LLMs Need "World Model" for Real-World AI: AMI Labs
Summary
Pascal Feng, co-founder of AMI Labs, says Large Language Models, or LLMs, understand the world through human texts. He explained the need for a "world model" for AI agents to operate effectively in the real world. This keynote speech was given at the ICML Conference in Korea. Feng states that AI is shifting its focus to operating in the real physical world. A world model refers to AI that understands the world beyond just text. He compared this to a soccer player who understands spatial relationships, physical actions, and even emotions. AMI Labs was founded by New York University professor Jan LeCun. The company has already attracted one billion dollars in seed investment this year. LeCun believes LLMs alone have limitations for real-world AI. Feng emphasized that LLMs learn from texts, which is an indirect way of understanding the real world. He added that LLMs focus on fluent dialogue, not on understanding physical causal relationships.

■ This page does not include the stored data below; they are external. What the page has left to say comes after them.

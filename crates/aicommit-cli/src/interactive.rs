//! Interactive config editor
//!
//! Uses dialoguer for terminal-based selection. The menu is shown again after
//! every successful edit until the user picks "Done" or cancels.

use aicommit_config::{ConfigKey, ConfigResolver, ConfigValue, RawConfig, descriptor};
use colored::Colorize;
use dialoguer::{Input, Password, Select};

use crate::commands::config::display_value;
use crate::error::Result;

/// Terminal menu entry
const DONE: &str = "Done";

/// Choices offered for boolean properties
const FLAG_CHOICES: &[&str] = &["true", "false"];

/// Run the editor loop.
pub fn run_interactive(resolver: &ConfigResolver) -> Result<()> {
    println!();
    println!("{} {}", "Config file:".dimmed(), resolver.location());

    loop {
        let current = resolver.inspect(&RawConfig::new())?;
        let items = menu_items(&current);

        let choice = Select::new()
            .with_prompt("Select a property to edit (esc to quit)")
            .items(&items)
            .default(0)
            .interact_opt()?;

        let Some(key) = choice.and_then(|idx| selected_key(&current, idx)) else {
            break;
        };
        let value = current
            .iter()
            .find(|(k, _)| *k == key)
            .and_then(|(_, v)| v.as_ref());

        let Some(new_value) = prompt_value(key, value)? else {
            continue;
        };

        resolver.update(&[(key.as_str(), new_value.as_str())])?;
        println!("{} {} updated", "✔".green(), key.as_str().cyan());
    }

    Ok(())
}

/// One line per property with its current value, then the terminal entry.
fn menu_items(current: &[(ConfigKey, Option<ConfigValue>)]) -> Vec<String> {
    current
        .iter()
        .map(|(key, value)| format!("{:<20} {}", key.as_str(), display_value(*key, value.as_ref())))
        .chain(std::iter::once(DONE.to_string()))
        .collect()
}

/// The key behind a menu index, `None` for "Done".
fn selected_key(current: &[(ConfigKey, Option<ConfigValue>)], index: usize) -> Option<ConfigKey> {
    current.get(index).map(|(key, _)| *key)
}

/// Ask for a new value. `None` means the user backed out of this prompt.
fn prompt_value(key: ConfigKey, current: Option<&ConfigValue>) -> Result<Option<String>> {
    let prompt = descriptor(key).description;

    if key.is_secret() {
        let secret = Password::new().with_prompt(prompt).interact()?;
        return Ok(Some(secret));
    }

    if let Some(ConfigValue::Flag(on)) = current {
        let idx = Select::new()
            .with_prompt(prompt)
            .items(FLAG_CHOICES)
            .default(if *on { 0 } else { 1 })
            .interact_opt()?;
        return Ok(idx.map(|i| FLAG_CHOICES[i].to_string()));
    }

    let mut input = Input::<String>::new().with_prompt(prompt);
    if let Some(value) = current {
        input = input.default(value.to_raw());
    }
    Ok(Some(input.interact_text()?))
}

#[cfg(test)]
mod tests {
    use super::*;

    fn sample() -> Vec<(ConfigKey, Option<ConfigValue>)> {
        vec![
            (ConfigKey::OpenaiKey, Some(ConfigValue::Text("sk-abcdef1234".into()))),
            (ConfigKey::AnthropicKey, None),
            (ConfigKey::SilentMode, Some(ConfigValue::Flag(false))),
        ]
    }

    #[test]
    fn test_menu_ends_with_done() {
        let items = menu_items(&sample());
        assert_eq!(items.len(), 4);
        assert_eq!(items.last().map(String::as_str), Some(DONE));
    }

    #[test]
    fn test_menu_masks_secrets() {
        let items = menu_items(&sample());
        assert!(items[0].starts_with("OPENAI_KEY"));
        assert!(items[0].ends_with("...1234"));
        assert!(!items[0].contains("abcdef"));
        assert!(items[1].ends_with("(not set)"));
    }

    #[test]
    fn test_selected_key() {
        let current = sample();
        assert_eq!(selected_key(&current, 2), Some(ConfigKey::SilentMode));
        assert_eq!(selected_key(&current, 3), None);
    }

    #[test]
    fn test_flag_choices_are_parseable() {
        for choice in FLAG_CHOICES {
            let parsed = descriptor(ConfigKey::SilentMode).validate(Some(*choice)).unwrap();
            assert_eq!(parsed.to_raw(), *choice);
        }
    }
}
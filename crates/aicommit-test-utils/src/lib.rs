//! Shared test utilities for the aicommit workspace.
//!
//! This crate is a dev-dependency only and is never published.
//!
//! # Modules
//!
//! - [`home`]: [`TestHome`], a throwaway home directory with helpers for the
//!   persisted config file

pub mod home;

pub use home::TestHome;
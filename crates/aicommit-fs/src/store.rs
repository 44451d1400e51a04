//! Persisted store handles
//!
//! The config engine never touches the filesystem directly. It goes through
//! a [`Store`], which is a [`FileStore`] in production and a
//! [`MemoryStore`] in tests.

use std::cell::RefCell;
use std::fmt;
use std::path::{Path, PathBuf};
use std::rc::Rc;

use crate::{Result, io};

/// A single persisted text blob.
pub trait Store: fmt::Debug {
    /// Whether the blob exists. Never fails; a missing blob is a valid state.
    fn exists(&self) -> bool;

    /// Read the full text content.
    fn read(&self) -> Result<String>;

    /// Replace the full text content.
    fn write(&self, content: &str) -> Result<()>;

    /// Human-readable location, used in messages.
    fn location(&self) -> String;
}

/// Store backed by a single file on disk.
#[derive(Debug, Clone, PartialEq, Eq)]
pub struct FileStore {
    path: PathBuf,
}

impl FileStore {
    pub fn new(path: impl Into<PathBuf>) -> Self {
        Self { path: path.into() }
    }

    pub fn path(&self) -> &Path {
        &self.path
    }
}

impl Store for FileStore {
    fn exists(&self) -> bool {
        io::file_exists(&self.path)
    }

    fn read(&self) -> Result<String> {
        io::read_text(&self.path)
    }

    fn write(&self, content: &str) -> Result<()> {
        io::write_text(&self.path, content)
    }

    fn location(&self) -> String {
        self.path.display().to_string()
    }
}

/// In-memory store for tests.
///
/// Clones share the same underlying buffer, so a test can hand one clone to
/// the resolver and inspect the other.
#[derive(Debug, Clone, Default)]
pub struct MemoryStore {
    content: Rc<RefCell<Option<String>>>,
}

impl MemoryStore {
    /// An empty store, as on first run.
    pub fn new() -> Self {
        Self::default()
    }

    /// A store that already holds `content`.
    pub fn with_content(content: impl Into<String>) -> Self {
        Self {
            content: Rc::new(RefCell::new(Some(content.into()))),
        }
    }

    /// Snapshot of the current content, `None` if never written.
    pub fn content(&self) -> Option<String> {
        self.content.borrow().clone()
    }
}

impl Store for MemoryStore {
    fn exists(&self) -> bool {
        self.content.borrow().is_some()
    }

    fn read(&self) -> Result<String> {
        self.content.borrow().clone().ok_or_else(|| {
            crate::Error::io(
                "<memory>",
                std::io::Error::new(std::io::ErrorKind::NotFound, "store is empty"),
            )
        })
    }

    fn write(&self, content: &str) -> Result<()> {
        *self.content.borrow_mut() = Some(content.to_string());
        Ok(())
    }

    fn location(&self) -> String {
        "<memory>".to_string()
    }
}
//! Command implementations for aicommit-cli

pub mod config;

pub use config::{
    collect_overrides, run_config_get, run_config_path, run_config_set, run_config_show,
    run_config_unset,
};
//! Key registry
//!
//! Maps every [`ConfigKey`] to the function that turns a raw optional string
//! into a validated [`ConfigValue`]. Every validator is total except the
//! credential ones: a credential has no safe default, so an absent or empty
//! value is an error that names the command to fix it.
//!
//! Adding a key means adding a [`ConfigKey`] variant and one arm in
//! [`descriptor`].

use std::fmt;

use crate::{ConfigKey, ConfigValue, Error, Result};

/// Name of the command-line tool, used in corrective messages.
pub const TOOL_NAME: &str = "aicommit";

/// File name of the persisted store inside the home directory.
pub const STORE_FILE_NAME: &str = ".aicommit";

pub const DEFAULT_MODEL: &str = "gpt-4o";
pub const DEFAULT_ANTHROPIC_MODEL: &str = "claude-3-opus-20240229";
pub const DEFAULT_OPENAI_API_ENDPOINT: &str = "https://api.openai.com/v1";
pub const DEFAULT_LANGUAGE: &str = "en";

/// Normalization function for one key.
pub type Validator = fn(Option<&str>) -> Result<ConfigValue>;

/// Registry entry pairing a key with its validator.
#[derive(Clone, Copy)]
pub struct KeyDescriptor {
    pub key: ConfigKey,
    pub description: &'static str,
    validator: Validator,
}

impl KeyDescriptor {
    /// Validate and normalize a raw value for this key.
    pub fn validate(&self, raw: Option<&str>) -> Result<ConfigValue> {
        (self.validator)(raw)
    }
}

impl fmt::Debug for KeyDescriptor {
    fn fmt(&self, f: &mut fmt::Formatter<'_>) -> fmt::Result {
        f.debug_struct("KeyDescriptor")
            .field("key", &self.key)
            .field("description", &self.description)
            .finish_non_exhaustive()
    }
}

/// Look up the descriptor for a key.
pub fn descriptor(key: ConfigKey) -> KeyDescriptor {
    let (description, validator): (&'static str, Validator) = match key {
        ConfigKey::OpenaiKey => ("OpenAI API key", validate_openai_key),
        ConfigKey::AnthropicKey => ("Anthropic API key", validate_anthropic_key),
        ConfigKey::Model => ("OpenAI model", validate_model),
        ConfigKey::AnthropicModel => ("Anthropic model", validate_anthropic_model),
        ConfigKey::SilentMode => ("Skip confirmation prompts", validate_silent_mode),
        ConfigKey::OpenaiApiEndpoint => ("OpenAI-compatible API endpoint", validate_endpoint),
        ConfigKey::Language => ("Commit message language", validate_language),
    };

    KeyDescriptor {
        key,
        description,
        validator,
    }
}

/// All descriptors, in registry order.
pub fn descriptors() -> impl Iterator<Item = KeyDescriptor> {
    ConfigKey::ALL.into_iter().map(descriptor)
}

/// Find a registered key by its exact name.
pub fn lookup(name: &str) -> Option<ConfigKey> {
    name.parse().ok()
}

/// The command a user runs to set `key`.
pub fn set_command(key: ConfigKey) -> String {
    format!("{} config set {}=<your key>", TOOL_NAME, key)
}

fn validate_openai_key(raw: Option<&str>) -> Result<ConfigValue> {
    required(ConfigKey::OpenaiKey, raw)
}

fn validate_anthropic_key(raw: Option<&str>) -> Result<ConfigValue> {
    required(ConfigKey::AnthropicKey, raw)
}

fn validate_model(raw: Option<&str>) -> Result<ConfigValue> {
    Ok(text_or(raw, DEFAULT_MODEL))
}

fn validate_anthropic_model(raw: Option<&str>) -> Result<ConfigValue> {
    Ok(text_or(raw, DEFAULT_ANTHROPIC_MODEL))
}

fn validate_silent_mode(raw: Option<&str>) -> Result<ConfigValue> {
    Ok(ConfigValue::Flag(raw.is_some_and(|v| v.eq_ignore_ascii_case("true"))))
}

fn validate_endpoint(raw: Option<&str>) -> Result<ConfigValue> {
    Ok(text_or(raw, DEFAULT_OPENAI_API_ENDPOINT))
}

fn validate_language(raw: Option<&str>) -> Result<ConfigValue> {
    Ok(text_or(raw, DEFAULT_LANGUAGE))
}

fn required(key: ConfigKey, raw: Option<&str>) -> Result<ConfigValue> {
    match non_empty(raw) {
        Some(value) => Ok(ConfigValue::Text(value.to_string())),
        None => Err(Error::MissingValue {
            key,
            command: set_command(key),
        }),
    }
}

fn text_or(raw: Option<&str>, default: &str) -> ConfigValue {
    ConfigValue::Text(non_empty(raw).unwrap_or(default).to_string())
}

fn non_empty(raw: Option<&str>) -> Option<&str> {
    raw.filter(|v| !v.is_empty())
}
use tracing::Level;
use tracing_subscriber::{EnvFilter, FmtSubscriber, fmt, prelude::*};

/// Install the global tracing subscriber.
///
/// `--verbose` forces debug output. Otherwise `RUST_LOG` decides, defaulting
/// to warnings only. Logs always go to stderr so stdout stays scriptable.
pub fn init(verbose: bool) {
    if verbose {
        let subscriber = FmtSubscriber::builder()
            .with_max_level(Level::DEBUG)
            .with_target(true)
            .with_writer(std::io::stderr)
            .finish();
        if tracing::subscriber::set_global_default(subscriber).is_ok() {
            tracing::debug!("Verbose mode enabled");
        }
        return;
    }

    let filter = EnvFilter::try_from_default_env().unwrap_or_else(|_| EnvFilter::new("warn"));
    let _ = tracing_subscriber::registry()
        .with(filter)
        .with(fmt::layer().with_writer(std::io::stderr).compact())
        .try_init();
}

#[cfg(test)]
mod tests {
    use super::*;

    #[test]
    fn test_init_twice_is_harmless() {
        init(false);
        init(true);
        tracing::warn!("still logging");
    }
}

This makes them slower and more expensive than humans for world understanding. He also warned that "hallucinations" in LLMs, harmless in text, could cause collisions if they occur in robots. Current top AI models perform worse than humans in understanding the physical world. Humans scored 64.7% in a physical inference benchmark, while the best AI model only reached 41.2%. This shift in focus could lead to more capable and safer AI systems interacting with our physical environment.
This is an AI-generated audio summary. Always check the original source for complete reporting.